(Saved entries)

++++++++++++++++++++

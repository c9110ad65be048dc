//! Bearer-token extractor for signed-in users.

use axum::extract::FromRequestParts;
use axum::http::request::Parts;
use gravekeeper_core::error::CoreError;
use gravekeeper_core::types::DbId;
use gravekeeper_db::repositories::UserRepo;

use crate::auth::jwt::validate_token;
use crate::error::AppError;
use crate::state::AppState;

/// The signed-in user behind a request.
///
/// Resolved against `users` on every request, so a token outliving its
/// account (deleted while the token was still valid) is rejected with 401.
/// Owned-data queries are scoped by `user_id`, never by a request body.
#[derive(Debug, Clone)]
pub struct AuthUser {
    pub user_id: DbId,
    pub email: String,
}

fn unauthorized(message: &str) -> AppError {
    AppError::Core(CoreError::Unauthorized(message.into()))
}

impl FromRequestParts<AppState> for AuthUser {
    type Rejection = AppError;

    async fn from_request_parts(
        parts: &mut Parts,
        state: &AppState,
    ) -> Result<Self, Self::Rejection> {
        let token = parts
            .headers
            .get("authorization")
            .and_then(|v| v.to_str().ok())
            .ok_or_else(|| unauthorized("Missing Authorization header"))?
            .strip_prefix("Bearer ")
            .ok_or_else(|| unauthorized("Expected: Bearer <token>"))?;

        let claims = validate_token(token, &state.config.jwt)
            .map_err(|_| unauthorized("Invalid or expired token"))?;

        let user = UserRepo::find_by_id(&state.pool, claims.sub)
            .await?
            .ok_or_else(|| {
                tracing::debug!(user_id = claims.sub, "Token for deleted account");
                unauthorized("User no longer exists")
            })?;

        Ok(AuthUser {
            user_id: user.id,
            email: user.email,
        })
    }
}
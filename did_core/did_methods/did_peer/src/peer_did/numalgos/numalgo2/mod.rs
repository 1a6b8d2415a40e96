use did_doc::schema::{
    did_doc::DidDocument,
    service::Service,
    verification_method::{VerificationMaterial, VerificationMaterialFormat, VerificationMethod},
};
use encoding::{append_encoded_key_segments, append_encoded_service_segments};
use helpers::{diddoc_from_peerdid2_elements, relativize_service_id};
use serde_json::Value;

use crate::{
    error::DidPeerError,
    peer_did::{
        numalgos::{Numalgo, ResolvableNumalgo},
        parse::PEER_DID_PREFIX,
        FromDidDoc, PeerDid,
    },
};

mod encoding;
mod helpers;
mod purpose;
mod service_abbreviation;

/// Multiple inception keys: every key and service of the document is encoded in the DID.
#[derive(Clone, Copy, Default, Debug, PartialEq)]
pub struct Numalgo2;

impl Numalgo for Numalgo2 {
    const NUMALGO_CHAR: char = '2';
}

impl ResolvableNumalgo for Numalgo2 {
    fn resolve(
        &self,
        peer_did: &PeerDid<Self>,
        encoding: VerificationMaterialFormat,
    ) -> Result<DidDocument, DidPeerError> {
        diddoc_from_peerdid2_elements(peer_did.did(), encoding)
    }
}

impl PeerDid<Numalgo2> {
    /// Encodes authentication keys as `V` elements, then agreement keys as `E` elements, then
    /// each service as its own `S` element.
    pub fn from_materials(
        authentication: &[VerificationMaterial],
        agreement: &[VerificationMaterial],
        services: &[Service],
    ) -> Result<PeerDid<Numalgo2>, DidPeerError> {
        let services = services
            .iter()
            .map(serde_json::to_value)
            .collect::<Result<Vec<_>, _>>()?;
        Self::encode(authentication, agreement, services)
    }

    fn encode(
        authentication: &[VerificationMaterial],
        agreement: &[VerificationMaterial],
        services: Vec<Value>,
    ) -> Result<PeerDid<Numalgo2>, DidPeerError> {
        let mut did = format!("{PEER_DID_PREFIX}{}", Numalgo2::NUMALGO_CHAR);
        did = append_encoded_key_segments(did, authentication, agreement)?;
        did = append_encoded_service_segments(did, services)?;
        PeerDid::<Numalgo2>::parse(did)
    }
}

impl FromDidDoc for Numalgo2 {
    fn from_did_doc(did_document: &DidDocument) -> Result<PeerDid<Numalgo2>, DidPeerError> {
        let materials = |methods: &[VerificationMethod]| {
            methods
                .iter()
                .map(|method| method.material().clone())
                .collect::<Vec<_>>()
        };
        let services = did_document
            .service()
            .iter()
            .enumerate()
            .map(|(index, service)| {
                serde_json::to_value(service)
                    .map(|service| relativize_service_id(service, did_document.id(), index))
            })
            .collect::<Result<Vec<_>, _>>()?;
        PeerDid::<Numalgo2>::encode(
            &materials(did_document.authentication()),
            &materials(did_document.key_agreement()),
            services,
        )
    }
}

++++++++++++++++++++

Working through the records above, copy each line in which "struct" is found.

Task response.
pub struct AuthUser {
pub struct Numalgo2;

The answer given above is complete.